use plate_core::markdown::{from_markdown, to_markdown};
use plate_core::{CommandError, Document, Editor, Node, Point, Selection};
use plate_mention::{
    ActivationState, Candidate, CommandId, CommitError, CommitRequest, InsertCommands,
    MentionAttrs, MentionConfig, SuggestionMachine, build_mention_transaction, collect_mentions,
};
use serde_json::json;

fn editor_with(text: &str, offset: usize) -> Editor {
    plate_mention::editor(
        &MentionConfig::default(),
        Document {
            children: vec![Node::paragraph(text)],
        },
        Selection::collapsed(Point::new(vec![0, 0], offset)),
    )
    .unwrap()
}

fn active(editor: &Editor) -> ActivationState {
    let mut machine = SuggestionMachine::new(&MentionConfig::default());
    machine.resync(editor);
    machine.state().clone()
}

#[test]
fn commit_replaces_the_query_with_a_mention_and_separator() {
    let mut editor = editor_with("Hello @al", 9);
    let activation = active(&editor);

    let tx = build_mention_transaction(
        &editor,
        &activation,
        &MentionAttrs::new("42", "Alice"),
        '\u{a0}',
    )
    .unwrap();
    editor.apply(tx).unwrap();

    assert_eq!(editor.display_text(&[0]).unwrap(), "Hello @Alice\u{a0}");
    assert_eq!(
        collect_mentions(editor.doc()),
        vec![MentionAttrs::new("42", "Alice")]
    );
    let caret = editor.caret().unwrap();
    assert_eq!(caret.offset, 6 + '\u{FFFC}'.len_utf8() + '\u{a0}'.len_utf8());
    assert_eq!(caret.point, Point::new(vec![0, 2], 2));
}

#[test]
fn committed_mentions_survive_a_markdown_round_trip() {
    let mut editor = editor_with("Hello @al", 9);
    let activation = active(&editor);
    let tx = build_mention_transaction(
        &editor,
        &activation,
        &MentionAttrs::new("42", "Alice"),
        '\u{a0}',
    )
    .unwrap();
    editor.apply(tx).unwrap();

    let markdown = to_markdown(editor.doc(), editor.registry());
    assert_eq!(markdown, "Hello [\\@Alice](wl:userMention:42)\u{a0}");

    let parsed = from_markdown(&markdown, editor.registry());
    assert_eq!(&parsed, editor.doc());
    assert_eq!(
        collect_mentions(&parsed),
        vec![MentionAttrs::new("42", "Alice")]
    );
}

#[test]
fn malformed_mention_tokens_fall_back_to_text() {
    let registry = plate_mention::registry(&MentionConfig::default()).unwrap();
    let parsed = from_markdown("Hi [\\@Bob](wl:userMention:)\n\nafter", &registry);

    assert_eq!(
        parsed.children,
        vec![Node::paragraph("Hi @Bob"), Node::paragraph("after")]
    );
}

#[test]
fn commit_while_inactive_is_a_no_op() {
    let editor = editor_with("Hello", 5);
    assert!(
        build_mention_transaction(
            &editor,
            &ActivationState::Inactive,
            &MentionAttrs::new("1", "x"),
            '\u{a0}',
        )
        .is_none()
    );
}

#[test]
fn missing_insert_command_is_an_error() {
    let mut editor = editor_with("Hello @al", 9);
    let activation = active(&editor);
    let candidate = Candidate::mention("42", "Alice");
    let request = CommitRequest {
        activation: &activation,
        candidate: &candidate,
        separator: '\u{a0}',
    };

    let err = InsertCommands::empty()
        .run(CommandId::InsertMention, &mut editor, &request)
        .unwrap_err();
    assert_eq!(err, CommitError::MissingCommand(CommandId::InsertMention));
    assert_eq!(editor.doc().children, vec![Node::paragraph("Hello @al")]);
}

#[test]
fn link_candidates_are_validated_before_insertion() {
    let mut editor = editor_with("Hello @ex", 9);
    let activation = active(&editor);
    let commands = InsertCommands::default();

    let rejected = Candidate::link("bad", "Bad", "ftp://example.com");
    let request = CommitRequest {
        activation: &activation,
        candidate: &rejected,
        separator: '\u{a0}',
    };
    assert!(matches!(
        commands.run(CommandId::InsertLink, &mut editor, &request),
        Err(CommitError::RejectedLink { .. })
    ));
    assert_eq!(editor.doc().children, vec![Node::paragraph("Hello @ex")]);

    let accepted = Candidate::link("ok", "Example", "https://example.com/a");
    let request = CommitRequest {
        activation: &activation,
        candidate: &accepted,
        separator: '\u{a0}',
    };
    assert!(
        commands
            .run(CommandId::InsertLink, &mut editor, &request)
            .unwrap()
            .is_some()
    );
    assert_eq!(editor.display_text(&[0]).unwrap(), "Hello Example ");
    assert_eq!(editor.caret().unwrap().offset, 14);
}

#[test]
fn a_commit_undoes_in_one_step() {
    let mut editor = editor_with("Hello @al", 9);
    let activation = active(&editor);
    let candidate = Candidate::mention("42", "Alice");
    let request = CommitRequest {
        activation: &activation,
        candidate: &candidate,
        separator: '\u{a0}',
    };
    InsertCommands::default()
        .run(CommandId::InsertMention, &mut editor, &request)
        .unwrap();

    assert!(editor.undo().is_some());
    assert_eq!(editor.doc().children, vec![Node::paragraph("Hello @al")]);
    assert_eq!(editor.selection().focus, Point::new(vec![0, 0], 9));
    assert!(!editor.can_undo());
}

#[test]
fn deleting_backward_removes_a_mention_whole() {
    let mut editor = editor_with("Hello @al", 9);
    let activation = active(&editor);
    let tx = build_mention_transaction(
        &editor,
        &activation,
        &MentionAttrs::new("42", "Alice"),
        '\u{a0}',
    )
    .unwrap();
    editor.apply(tx).unwrap();

    editor.delete_backward().unwrap();
    assert_eq!(editor.display_text(&[0]).unwrap(), "Hello @Alice");

    editor.delete_backward().unwrap();
    assert_eq!(editor.doc().children, vec![Node::paragraph("Hello ")]);
    assert_eq!(editor.selection().focus, Point::new(vec![0, 0], 6));
}

#[test]
fn insert_command_and_list_query() -> anyhow::Result<()> {
    let mut editor = editor_with("Hi ", 3);

    editor.run_command("mention.insert", Some(json!({ "id": "7", "display": "Bo" })))?;
    assert_eq!(editor.display_text(&[0]).unwrap(), "Hi @Bo\u{a0}");

    let listed: Vec<MentionAttrs> = editor.run_query("mention.list", None)?;
    assert_eq!(listed, vec![MentionAttrs::new("7", "Bo")]);

    assert!(matches!(
        editor.run_command("mention.insert", Some(json!({ "display": "Bo" }))),
        Err(CommandError::InvalidArgs(_))
    ));
    Ok(())
}

fn mentions_after_markdown_round_trip(attrs: &MentionAttrs) -> Vec<MentionAttrs> {
    let mut editor = editor_with("Hi @x", 5);
    let activation = active(&editor);
    let tx = build_mention_transaction(&editor, &activation, attrs, '\u{a0}').unwrap();
    editor.apply(tx).unwrap();

    let markdown = to_markdown(editor.doc(), editor.registry());
    collect_mentions(&from_markdown(&markdown, editor.registry()))
}

#[test]
fn ids_with_markdown_syntax_survive_a_round_trip() {
    for id in ["a&amp;b", "a<b", "x\\!y", "a)b", "a b", "50%", "<>", "ünï"] {
        let attrs = MentionAttrs::new(id, "Alice");
        assert_eq!(
            mentions_after_markdown_round_trip(&attrs),
            vec![attrs.clone()],
            "id {id:?}"
        );
    }
}

quickcheck::quickcheck! {
    fn mention_tokens_round_trip(id: String, display: String) -> bool {
        if id.trim().is_empty() {
            return true;
        }
        let display: String = display.chars().filter(|c| !c.is_control()).collect();
        let attrs = MentionAttrs::new(id, display);
        mentions_after_markdown_round_trip(&attrs) == vec![attrs]
    }
}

What to produce: Looking at the data above, count the lines that contain the string "CommandId" and give only the count.

Answer box: 6